Sulla quantità di CO2 immessa nell’aria pesano, però, anche altri fattori, a partire dalla chiusura dello spazio aereo ucraino: tenendo presente che un volo sulla tratta Londra – Tokyo dura in media quattro ore in più a causa della “no fly zone” sui cieli di Kyjiv, si calcola che le deviazioni imposte ai voli abbiano generato diciotto milioni di tonnellate di anidride carbonica, ovvero il dodici per cento delle emissioni totali dall’inizio della guerra. L’impatto maggiore, tuttavia, è (e sarà sempre di più) quello legato alla ricostruzione delle infrastrutture civili danneggiate dagli scontri, intensificatisi nell’ultimo periodo in risposta all’offensiva ucraina nel Kursk.
«La mappatura e lo screening iniziale dei rischi ambientali confermano che la guerra è letteralmente tossica», ha affermato Inger Andersen, la direttrice esecutiva del programma ambientale delle Nazioni unite (Unep). «La priorità è che questa distruzione insensata finisca ora. L’ambiente riguarda le persone: si tratta di mezzi di sussistenza, salute pubblica, aria e acqua pulite e sistemi alimentari di base. Si tratta di un futuro sicuro per gli ucraini e i loro vicini, e non si devono fare ulteriori danni».
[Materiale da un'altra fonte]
//! 监听器（Hook）系统
//!
//! 两类事件：
//! - [`CommandEvent`]：每次 `enqueue_command` 之后（无论是否被接收）
//! - [`StateChangeEvent`]：每次状态转换之后
//!
//! # 调度方式
//!
//! 每个监听器在自己的短生命周期线程中执行，互不影响，也不阻塞调用方或
//! 工作线程。监听器 panic 会被单独捕获、记录日志并计入
//! `listener_failures`，其他监听器照常执行。
//!
//! # 示例
//!
//! ```rust
//! use devfsm_engine::hooks::{CommandEvent, CommandListener, HookManager};
//! use std::sync::Arc;
//!
//! #[derive(Debug)]
//! enum Cmd { Open }
//! impl devfsm_engine::CommandKind for Cmd {}
//!
//! let mut hooks = HookManager::<Cmd>::new();
//! hooks.add_command_listener(Arc::new(|e: &CommandEvent<Cmd>| {
//!     println!("{} -> {:?}", e.command.id(), e.status);
//! }));
//! assert_eq!(hooks.command_listener_count(), 1);
//! ```

use crate::command::{Command, CommandStatus};
use crate::identity::StateId;
use crate::metrics::EngineMetrics;
use crate::state::StateResult;
use smallvec::SmallVec;
use std::panic::{AssertUnwindSafe, catch_unwind};
use std::sync::Arc;
use std::sync::atomic::Ordering;
use tracing::error;

/// 命令入队事件
pub struct CommandEvent<K> {
    pub device: Arc<str>,
    pub command: Arc<Command<K>>,
    /// `enqueue_command` 的返回值（Pending 表示已接收）
    pub status: CommandStatus,
}

impl<K> Clone for CommandEvent<K> {
    fn clone(&self) -> Self {
        Self {
            device: self.device.clone(),
            command: self.command.clone(),
            status: self.status,
        }
    }
}

/// 状态转换事件
#[derive(Debug, Clone)]
pub struct StateChangeEvent {
    pub device: Arc<str>,
    pub previous: StateId,
    pub current: StateId,
    /// 触发转换的结果（Working 表示由 stop/启动等引擎动作触发）
    pub trigger: StateResult,
}

pub trait CommandListener<K>: Send + Sync {
    fn on_command_added(&self, event: &CommandEvent<K>);
}

pub trait StateChangeListener: Send + Sync {
    fn on_state_changed(&self, event: &StateChangeEvent);
}

impl<K, F> CommandListener<K> for F
where
    F: Fn(&CommandEvent<K>) + Send + Sync,
{
    fn on_command_added(&self, event: &CommandEvent<K>) {
        self(event)
    }
}

impl<F> StateChangeListener for F
where
    F: Fn(&StateChangeEvent) + Send + Sync,
{
    fn on_state_changed(&self, event: &StateChangeEvent) {
        self(event)
    }
}

/// 监听器列表
///
/// 本身不是线程安全的，引擎内部用 `RwLock<HookManager>` 包装。
pub struct HookManager<K> {
    command_listeners: SmallVec<[Arc<dyn CommandListener<K>>; 2]>,
    state_listeners: SmallVec<[Arc<dyn StateChangeListener>; 2]>,
}

impl<K: Send + Sync + 'static> HookManager<K> {
    pub fn new() -> Self {
        Self {
            command_listeners: SmallVec::new(),
            state_listeners: SmallVec::new(),
        }
    }

    pub fn add_command_listener(&mut self, listener: Arc<dyn CommandListener<K>>) {
        self.command_listeners.push(listener);
    }

    pub fn add_state_change_listener(&mut self, listener: Arc<dyn StateChangeListener>) {
        self.state_listeners.push(listener);
    }

    pub fn command_listener_count(&self) -> usize {
        self.command_listeners.len()
    }

    pub fn state_change_listener_count(&self) -> usize {
        self.state_listeners.len()
    }

    pub fn clear(&mut self) {
        self.command_listeners.clear();
        self.state_listeners.clear();
    }

    pub(crate) fn fire_command(&self, event: &CommandEvent<K>, metrics: &Arc<EngineMetrics>) {
        for listener in &self.command_listeners {
            let listener = listener.clone();
            let event = event.clone();
            spawn_listener("command", metrics, move || listener.on_command_added(&event));
        }
    }

    pub(crate) fn fire_state_change(&self, event: &StateChangeEvent, metrics: &Arc<EngineMetrics>) {
        for listener in &self.state_listeners {
            let listener = listener.clone();
            let event = event.clone();
            spawn_listener("state", metrics, move || listener.on_state_changed(&event));
        }
    }
}

impl<K: Send + Sync + 'static> Default for HookManager<K> {
    fn default() -> Self {
        Self::new()
    }
}

fn spawn_listener(kind: &'static str, metrics: &Arc<EngineMetrics>, f: impl FnOnce() + Send + 'static) {
    let thread_metrics = metrics.clone();
    let spawned = std::thread::Builder::new()
        .name(format!("devfsm-{kind}-listener"))
        .spawn(move || {
            if let Err(panic) = catch_unwind(AssertUnwindSafe(f)) {
                error!(
                    "{} listener panicked: {}",
                    kind,
                    crate::worker::panic_message(panic.as_ref())
                );
                thread_metrics.listener_failures.fetch_add(1, Ordering::Relaxed);
            }
        });
    if let Err(e) = spawned {
        error!("Failed to spawn {} listener thread: {}", kind, e);
        metrics.listener_failures.fetch_add(1, Ordering::Relaxed);
    }
}
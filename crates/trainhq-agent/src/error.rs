use std::path::PathBuf;

use thiserror::Error;
use trainhq_model::JobId;

pub(crate) const MAX_DIAGNOSTIC_BYTES: usize = 2 * 1024;

/// Any failed call to HQ: transport error, timeout, non-2xx or an unreadable body.
#[derive(Error, Debug, Clone, PartialEq, Eq)]
#[error("HQ request failed{}: {message}", .status.map(|s| format!(" ({s})")).unwrap_or_default())]
pub struct RemoteServiceError {
    pub status: Option<u16>,
    pub message: String,
}

impl RemoteServiceError {
    pub fn new(status: Option<u16>, message: impl Into<String>) -> Self {
        Self {
            status,
            message: truncate_utf8(&message.into(), MAX_DIAGNOSTIC_BYTES),
        }
    }

    pub fn transport(context: &str, err: reqwest::Error) -> Self {
        Self::new(
            err.status().map(|s| s.as_u16()),
            format!("{context}: {err}"),
        )
    }
}

#[derive(Error, Debug)]
pub enum ArchiveError {
    #[error("no dataset paths given")]
    EmptyInput,

    #[error("dataset path does not exist: {}", .0.display())]
    MissingPath(PathBuf),

    #[error("archive I/O failed: {0}")]
    Io(#[from] std::io::Error),

    #[error("tar exited with {status}: {stderr}")]
    ToolFailed { status: String, stderr: String },
}

#[derive(Error, Debug)]
pub enum StoreError {
    #[error("database error: {0}")]
    Db(#[from] sea_orm::DbErr),

    #[error("job not found: {0}")]
    NotFound(JobId),

    #[error("corrupt job row: {0}")]
    Corrupt(String),
}

/// Why a submission did not produce a polled job.
///
/// In every case except `EmptyDatasets` a job row may exist; it stays
/// SCHEDULED with no remote handle and is never polled.
#[derive(Error, Debug)]
pub enum SubmitError {
    #[error("at least one dataset path is required")]
    EmptyDatasets,

    #[error(transparent)]
    Store(#[from] StoreError),

    #[error("failed to build dataset archive: {0}")]
    Archive(#[from] ArchiveError),

    #[error("failed to submit job: {0}")]
    Remote(#[from] RemoteServiceError),

    #[error("HQ returned an invalid job handle: {0:?}")]
    InvalidHandle(String),
}

#[derive(Error, Debug)]
pub enum SyncError {
    #[error(transparent)]
    Store(#[from] StoreError),

    #[error("status refresh failed: {0}")]
    Remote(#[from] RemoteServiceError),

    #[error("status refresh aborted: {0}")]
    Aborted(String),
}

pub(crate) fn truncate_utf8(s: &str, max_bytes: usize) -> String {
    if s.len() <= max_bytes {
        return s.to_string();
    }

    let suffix = "…(truncated)";
    let keep = max_bytes.saturating_sub(suffix.len()).max(1);
    let mut end = keep.min(s.len());
    while end > 0 && !s.is_char_boundary(end) {
        end = end.saturating_sub(1);
    }
    let mut out = s[..end].to_string();
    out.push_str(suffix);
    out
}
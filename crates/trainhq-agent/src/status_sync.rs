use std::{
    collections::HashSet,
    sync::{
        Arc,
        atomic::{AtomicBool, Ordering},
    },
};

use trainhq_model::{JobStatus, RawStatusEntry};

use crate::artifacts::ArtifactDownloader;
use crate::error::{StoreError, SyncError};
use crate::hq_client::HqApi;
use crate::store::{JobPatch, JobStore};

/// Brings outstanding jobs in line with what HQ reports.
///
/// At most one refresh pass runs at a time per engine. Construct one engine
/// per process and share it behind an `Arc`.
pub struct StatusSyncEngine {
    store: Arc<dyn JobStore>,
    hq: Arc<dyn HqApi>,
    downloader: Arc<dyn ArtifactDownloader>,
    refresh_in_progress: AtomicBool,
}

/// Holds the single-flight flag for the duration of one pass.
struct RefreshGuard {
    engine: Arc<StatusSyncEngine>,
}

impl Drop for RefreshGuard {
    fn drop(&mut self) {
        self.engine
            .refresh_in_progress
            .store(false, Ordering::Release);
    }
}

impl StatusSyncEngine {
    pub fn new(
        store: Arc<dyn JobStore>,
        hq: Arc<dyn HqApi>,
        downloader: Arc<dyn ArtifactDownloader>,
    ) -> Arc<Self> {
        Arc::new(Self {
            store,
            hq,
            downloader,
            refresh_in_progress: AtomicBool::new(false),
        })
    }

    pub fn is_refreshing(&self) -> bool {
        self.refresh_in_progress.load(Ordering::Acquire)
    }

    fn try_begin(self: &Arc<Self>) -> Option<RefreshGuard> {
        self.refresh_in_progress
            .compare_exchange(false, true, Ordering::AcqRel, Ordering::Acquire)
            .ok()
            .map(|_| RefreshGuard {
                engine: self.clone(),
            })
    }

    /// Polls HQ for every outstanding, submitted job and applies the results.
    ///
    /// Returns how many jobs changed. When another pass is already running
    /// this returns `Ok(0)` without touching the store or HQ. The pass runs
    /// on its own task: dropping the returned future stops waiting but does
    /// not cancel it.
    pub async fn refresh_all(self: &Arc<Self>) -> Result<usize, SyncError> {
        let Some(guard) = self.try_begin() else {
            tracing::debug!("status refresh already in progress");
            return Ok(0);
        };

        let pass = tokio::spawn(async move {
            let engine = guard.engine.clone();
            let result = engine.run_pass().await;
            drop(guard);
            result
        });

        match pass.await {
            Ok(result) => result,
            Err(err) => {
                tracing::error!(%err, "status refresh task failed");
                Err(SyncError::Aborted(err.to_string()))
            }
        }
    }

    async fn run_pass(&self) -> Result<usize, SyncError> {
        let outstanding = self.store.list_by_status(&JobStatus::OUTSTANDING).await?;

        let mut seen = HashSet::new();
        let handles: Vec<String> = outstanding
            .iter()
            .filter(|job| job.is_pollable())
            .filter_map(|job| job.remote_handle.clone())
            .filter(|handle| seen.insert(handle.clone()))
            .collect();

        if handles.is_empty() {
            tracing::debug!(outstanding = outstanding.len(), "no submitted jobs to refresh");
            return Ok(0);
        }

        // One round trip per pass. A failure here abandons the pass before
        // anything is written.
        let entries = self.hq.fetch_statuses(&handles).await.inspect_err(|err| {
            tracing::warn!(%err, jobs = handles.len(), "failed to fetch job statuses from HQ");
        })?;

        let mut changed = 0usize;
        for entry in &entries {
            if self.apply_entry(entry).await? {
                changed += 1;
            }
        }

        tracing::info!(
            polled = handles.len(),
            returned = entries.len(),
            changed,
            "job status refresh complete"
        );
        Ok(changed)
    }

    /// Returns whether the entry changed a local job.
    async fn apply_entry(&self, entry: &RawStatusEntry) -> Result<bool, SyncError> {
        let result = match entry.parse() {
            Ok(r) => r,
            Err(err) => {
                tracing::warn!(%err, entry = %entry.0, "skipping malformed status entry");
                return Ok(false);
            }
        };

        let Some(job) = self.store.get_by_handle(&result.uuid).await? else {
            tracing::debug!(handle = %result.uuid, "no local job for status entry");
            return Ok(false);
        };
        if job.status.is_terminal() {
            tracing::debug!(job_id = %job.id, status = %job.status, "ignoring status for finished job");
            return Ok(false);
        }

        let artifacts = result.artifacts();
        if job.status == result.status && job.artifacts == artifacts {
            return Ok(false);
        }

        let updated = match self
            .store
            .update(job.id, JobPatch::status_report(result.status, artifacts))
            .await
        {
            Ok(updated) => updated,
            Err(StoreError::NotFound(id)) => {
                tracing::warn!(job_id = %id, "job deleted during status refresh");
                return Ok(false);
            }
            Err(err) => return Err(err.into()),
        };
        tracing::info!(job_id = %updated.id, from = %job.status, to = %updated.status, "job status changed");

        if updated.status == JobStatus::Completed {
            self.downloader.download_artifacts(&updated);
        }
        Ok(true)
    }
}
Un appello che, lungi dall’essere recepito del tutto, è costretto a fare i conti con altre cifre che delineano una situazione tragica. O, per com’è stato definito, un ecocidio. Nel primo anno di combattimenti sul suolo ucraino si sono verificati incendi su un’area paragonabile a un milione di campi da calcio, concentrati per due terzi lungo la linea del fronte nel Donbass, tra le regioni di Luhansk, Donetsk, Zaporizhzhya e Kherson. Una parte considerevole delle zone bruciate si concentra lungo l’Emerald Network, una catena di parchi e riserve protette considerate di notevole interesse per la presenza di specie rare o in via di estinzione.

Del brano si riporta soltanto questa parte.